About This Project
Global climate change requires solutions that reduce greenhouse gas emissions & recapture atmospheric carbon dioxide. Soils- the planet’s largest carbon reservoir- host critical microbial communities. Adding biochar & crushed rock cuts emissions & boosts soil carbon storage. However, highly accurate long-read genome-resolved metagenomic sequencing is needed to recover complete soil microbial genomes & elucidate their functions, advancing our understanding of microbial processes in amended soils.
Ask the Scientists
Join The DiscussionMotivating Factor
Enhanced rock weathering (ERW) and biochar soil amendments have enormous potential for carbon dioxide removal (CDR) while improving soil health and reducing greenhouse gas emissions. Meeting global CDR targets requires removing >10 Gt CO₂ annually by 2050 [1]. ERW (applying crushed rock to soils) could recapture 0.5-2 Gt CO₂ per year [2]. Similarly, biochar (pyrolyzed organic material applied to soils) has an estimated CDR potential of 0.03-6.6 Gt CO₂ per year [2].
However, large-scale deployment is constrained by a critical knowledge gap: the role of soil microbial communities in ERW and biochar stability [3,4,5]. Microbes drive greenhouse gas fluxes and carbon sequestration through respiration, methane oxidation, and mineral interactions; yet their influence on weathering rates, biochar degradation, and long-term carbon stability remains poorly understood. The lack of genomic data on microbial carbon sequestration hinders the optimization and scaling of these solutions.
Specific Bottleneck
Soil microbial communities are incredibly complex, with 10¹⁰cells and 10,000 species per gram of soil, yet only ~0.1% are cultured [1]. Despite their key role in ERW and biochar applications, microbial functions in these systems remain poorly characterized due to prohibitively high sequencing costs and data limitations.
Current soil microbial analyses rely on marker genes, which provide only relative abundance and genus-level taxonomy, missing functional insights. Metagenomics and metatranscriptomics have advanced soil microbial ecology [2]. However, high microbial diversity and soil complexity hinder genome recovery: <5% of soil metagenomic reads map to known soil genomes [3].
A dedicated microbial genome database for ERW and biochar soils does not exist. Long-read genome-resolved metagenomics offers a path forward but remains underutilized in field-based studies, leaving a critical gap in tracking microbial-driven weathering, biochar stability, and greenhouse gas emissions.
Actionable Goals
Construct the first comprehensive genome catalog of soil microbes in ERW and biochar-amended soils using long-read genome-resolved metagenomic sequencing, maximizing the recovery of high-quality, complete microbial genomes and extrachromosomal elements of bacteria, archaea, viruses, plasmids, and fungi.

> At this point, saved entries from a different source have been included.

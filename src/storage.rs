#![forbid(unsafe_code)]

//! One Markdown document per video, named after the video id.
//!
//! The path is a pure function of the id, which is what lets a later run
//! detect finished videos by checking for the file.

use std::fs;
use std::path::{Path, PathBuf};

use crate::error::{CollectorError, Result};
use crate::metadata::VideoMetadata;

pub const DOCUMENT_EXTENSION: &str = "md";
const TRANSCRIPT_MARKER: &str = "---\n\n## Transcript\n\n";

pub fn video_url(video_id: &str) -> String {
    format!("https://www.youtube.com/watch?v={video_id}")
}

pub fn document_path(output_dir: &Path, video_id: &str) -> PathBuf {
    output_dir.join(format!("{video_id}.{DOCUMENT_EXTENSION}"))
}

/// Flattens a metadata value onto one line.
fn one_line(value: &str) -> String {
    value.lines().map(str::trim).collect::<Vec<_>>().join(" ")
}

/// Quotes every description line so no header line can read as the
/// transcript marker.
fn quote_block(text: &str) -> String {
    text.lines()
        .map(|line| {
            if line.is_empty() {
                ">".to_owned()
            } else {
                format!("> {line}")
            }
        })
        .collect::<Vec<_>>()
        .join("\n")
}

/// Renders the document body: title, id and URL, the non-empty metadata
/// fields, the quoted description, then the transcript after a horizontal
/// rule.
pub fn render_document(
    video_id: &str,
    transcript: &str,
    metadata: Option<&VideoMetadata>,
) -> String {
    let title = metadata.map_or_else(|| video_id.to_owned(), |meta| one_line(&meta.title));

    let mut doc = String::with_capacity(transcript.len() + 512);
    doc.push_str(&format!("# {title}\n\n"));
    doc.push_str(&format!("**Video ID:** {video_id}\n\n"));
    doc.push_str(&format!("**Video URL:** {}\n\n", video_url(video_id)));

    if let Some(meta) = metadata {
        let fields = [
            ("Channel", &meta.channel_title),
            ("Published", &meta.published_at),
            ("Duration", &meta.duration),
            ("Views", &meta.view_count),
        ];
        for (label, value) in fields {
            if !value.is_empty() {
                doc.push_str(&format!("**{label}:** {}\n\n", one_line(value)));
            }
        }
        if !meta.description.is_empty() {
            doc.push_str("## Description\n\n");
            doc.push_str(&quote_block(&meta.description));
            doc.push_str("\n\n");
        }
    }

    doc.push_str(TRANSCRIPT_MARKER);
    doc.push_str(transcript);
    doc
}

/// Writes the document for `video_id` into `output_dir`, creating the
/// directory when needed and replacing any existing file.
pub fn save_transcript(
    video_id: &str,
    transcript: &str,
    output_dir: &Path,
    metadata: Option<&VideoMetadata>,
) -> Result<PathBuf> {
    fs::create_dir_all(output_dir).map_err(|err| CollectorError::io(output_dir, err))?;

    let path = document_path(output_dir, video_id);
    let doc = render_document(video_id, transcript, metadata);
    fs::write(&path, doc).map_err(|err| CollectorError::io(&path, err))?;
    Ok(path)
}

/// Fields recovered from a saved document.
#[derive(Debug, Clone, PartialEq, Eq)]
pub struct ParsedDocument {
    pub title: String,
    pub video_id: String,
    pub transcript: String,
}

/// Reads back a document produced by [`render_document`]. Returns `None` when
/// the text does not have the expected layout.
pub fn parse_document(text: &str) -> Option<ParsedDocument> {
    let (header, transcript) = text.split_once(&format!("\n{TRANSCRIPT_MARKER}"))?;

    let mut lines = header.lines();
    let title = lines.next()?.strip_prefix("# ")?.to_owned();
    let video_id = lines
        .find_map(|line| line.strip_prefix("**Video ID:** "))?
        .to_owned();

    Some(ParsedDocument {
        title,
        video_id,
        transcript: transcript.to_owned(),
    })
}
#![forbid(unsafe_code)]

//! Per-video transcript retrieval.
//!
//! A missing transcript is an expected, per-video outcome: every failure is
//! reported as [`TranscriptUnavailable`] and the caller records it and moves
//! on.

use log::warn;
use thiserror::Error;
use tokio::runtime::{Builder, Runtime};
use yt_transcript_rs::api::YouTubeTranscriptApi;

use crate::error::CollectorError;

/// One caption entry, in track order.
#[derive(Debug, Clone, PartialEq, Eq)]
pub struct CaptionLine {
    pub text: String,
}

#[derive(Debug, Clone, Error)]
#[error("no transcript for {video_id}: {reason}")]
pub struct TranscriptUnavailable {
    pub video_id: String,
    pub reason: String,
}

impl TranscriptUnavailable {
    pub fn new(video_id: &str, reason: impl Into<String>) -> Self {
        Self {
            video_id: video_id.to_owned(),
            reason: reason.into(),
        }
    }
}

/// Source of caption tracks.
///
/// `languages` is an ordered preference list handed to the provider as is;
/// `None` asks for whichever track the video has.
pub trait TranscriptProvider {
    fn fetch_lines(
        &self,
        video_id: &str,
        languages: Option<&[String]>,
    ) -> Result<Vec<CaptionLine>, TranscriptUnavailable>;
}

/// Fetches the caption track for `video_id` and joins its lines with `\n`.
///
/// An empty track counts as unavailable so that "no transcript" never turns
/// into an empty document.
pub fn fetch_transcript<P>(
    provider: &P,
    video_id: &str,
    languages: Option<&[String]>,
) -> Result<String, TranscriptUnavailable>
where
    P: TranscriptProvider + ?Sized,
{
    let result = provider.fetch_lines(video_id, languages).and_then(|lines| {
        if lines.is_empty() {
            return Err(TranscriptUnavailable::new(video_id, "caption track is empty"));
        }
        Ok(join_lines(&lines))
    });

    if let Err(err) = &result {
        warn!("{err}");
    }
    result
}

pub fn join_lines(lines: &[CaptionLine]) -> String {
    lines
        .iter()
        .map(|line| line.text.as_str())
        .collect::<Vec<_>>()
        .join("\n")
}

/// [`TranscriptProvider`] backed by `yt-transcript-rs`.
///
/// The library is async; requests are driven one at a time on a private
/// current-thread runtime. Without a language preference the video's track
/// list is fetched first and the first listed track is used, manual tracks
/// ahead of generated ones.
pub struct YouTubeTranscripts {
    api: YouTubeTranscriptApi,
    runtime: Runtime,
}

impl YouTubeTranscripts {
    pub fn new() -> Result<Self, CollectorError> {
        let runtime = Builder::new_current_thread()
            .enable_all()
            .build()
            .map_err(|err| CollectorError::TranscriptClient(err.to_string()))?;
        let api = YouTubeTranscriptApi::new(None, None, None)
            .map_err(|err| CollectorError::TranscriptClient(err.to_string()))?;
        Ok(Self { api, runtime })
    }

    fn first_available_language(&self, video_id: &str) -> Result<String, TranscriptUnavailable> {
        let tracks = self
            .runtime
            .block_on(self.api.list_transcripts(video_id))
            .map_err(|err| TranscriptUnavailable::new(video_id, err.to_string()))?;

        let first = tracks
            .transcripts()
            .next()
            .map(|track| track.language_code().to_owned());
        first.ok_or_else(|| TranscriptUnavailable::new(video_id, "video has no caption tracks"))
    }
}

impl TranscriptProvider for YouTubeTranscripts {
    fn fetch_lines(
        &self,
        video_id: &str,
        languages: Option<&[String]>,
    ) -> Result<Vec<CaptionLine>, TranscriptUnavailable> {
        let preferred: Vec<String> = match languages {
            Some(codes) if !codes.is_empty() => codes.to_vec(),
            _ => vec![self.first_available_language(video_id)?],
        };
        let preferred: Vec<&str> = preferred.iter().map(String::as_str).collect();

        let fetched = self
            .runtime
            .block_on(self.api.fetch_transcript(video_id, &preferred, false))
            .map_err(|err| TranscriptUnavailable::new(video_id, err.to_string()))?;

        Ok(fetched
            .snippets
            .into_iter()
            .map(|snippet| CaptionLine { text: snippet.text })
            .collect())
    }
}
//! Sign dictionary: bundled entries, text-to-sign lookup, the lesson
//! browser and the ASL-LEX importer.

pub mod asl_lex;
pub mod data;
pub mod lessons;
pub mod lookup;

pub use data::{SignDictionary, SignItem};
pub use lookup::{text_to_sign, DEMO_PHRASES};
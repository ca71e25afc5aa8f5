//! Recognition subsystem: landmarks in, words out.
//!
//! Provides:
//! - `landmarks`: hand keypoint frames as delivered by the pose estimator
//! - `gesture`: ordered-rule classifier from frames to `GestureLabel`
//! - `stability`: consecutive-match and interval debounce
//! - `sentence`: accepted words joined for display
//! - `translator`: display-side state tying the above together

pub mod gesture;
pub mod landmarks;
pub mod sentence;
pub mod stability;
pub mod translator;

pub use gesture::{Classification, ClassifierConfig, GestureClassifier, GestureLabel};
pub use landmarks::CapturedFrame;
pub use stability::StabilityConfig;
pub use translator::{Translator, TranslatorEvent};
//! Debounce for per-frame classifications.
//!
//! A label is accepted only after it has been seen identically for a
//! number of consecutive classifications and a minimum interval has passed
//! since the previous acceptance.

use std::time::Duration;

use serde::{Deserialize, Serialize};
use tracing::debug;

use super::gesture::GestureLabel;

/// Debounce thresholds.
#[derive(Debug, Clone, Serialize, Deserialize)]
#[serde(default)]
pub struct StabilityConfig {
    /// Consecutive identical classifications needed before acceptance.
    pub required_matches: u32,
    /// Minimum time (ms) between two accepted labels.
    pub min_interval_ms: u64,
}

impl Default for StabilityConfig {
    fn default() -> Self {
        Self {
            required_matches: 4,
            min_interval_ms: 1200,
        }
    }
}

impl StabilityConfig {
    pub fn min_interval(&self) -> Duration {
        Duration::from_millis(self.min_interval_ms)
    }
}

/// Consecutive-match counter plus an acceptance timer.
#[derive(Debug, Clone)]
pub struct StabilityFilter {
    pub config: StabilityConfig,
    /// Label of the previous classification (`None` = no match).
    last_label: Option<GestureLabel>,
    /// Identical classifications in a row, including the latest.
    consecutive: u32,
    /// Session time of the last acceptance.
    last_accepted_at: Option<Duration>,
}

impl StabilityFilter {
    pub fn new(config: StabilityConfig) -> Self {
        Self {
            config,
            last_label: None,
            consecutive: 0,
            last_accepted_at: None,
        }
    }

    /// Feed one classification observed at session time `now`.
    ///
    /// Returns the label when it becomes accepted.  Empty labels are
    /// counted but never accepted.
    pub fn observe(&mut self, label: Option<GestureLabel>, now: Duration) -> Option<GestureLabel> {
        if label == self.last_label {
            self.consecutive = self.consecutive.saturating_add(1);
        } else {
            self.last_label = label;
            self.consecutive = 1;
        }

        let label = label?;
        if self.consecutive < self.config.required_matches {
            return None;
        }

        let interval_ok = match self.last_accepted_at {
            Some(at) => now.saturating_sub(at) >= self.config.min_interval(),
            None => true,
        };
        if !interval_ok {
            return None;
        }

        // Must re-stabilize before the same label can be accepted again
        self.consecutive = 0;
        self.last_accepted_at = Some(now);
        debug!("accepted {} at {:?}", label.as_str(), now);
        Some(label)
    }

    /// Consecutive count for the current label.
    pub fn consecutive(&self) -> u32 {
        self.consecutive
    }

    /// Forget everything, including the acceptance timer.
    pub fn reset(&mut self) {
        self.last_label = None;
        self.consecutive = 0;
        self.last_accepted_at = None;
    }
}

impl Default for StabilityFilter {
    fn default() -> Self {
        Self::new(StabilityConfig::default())
    }
}

// ── Tests ──────────────────────────────────────────────────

1. Assemble this genome database using long-read metagenomic sequencing of soil samples from:
(a) a three-year ERW & biochar-amended soil experiment with paired biogeochemistry, metatranscriptomics, and real-time greenhouse gas flux data
(b) additional ERW & biochar field trials across diverse soil types.
2. Characterize metabolic pathways linked to mineral weathering, biochar stability, and carbon storage, integrating results with biogeochemical data.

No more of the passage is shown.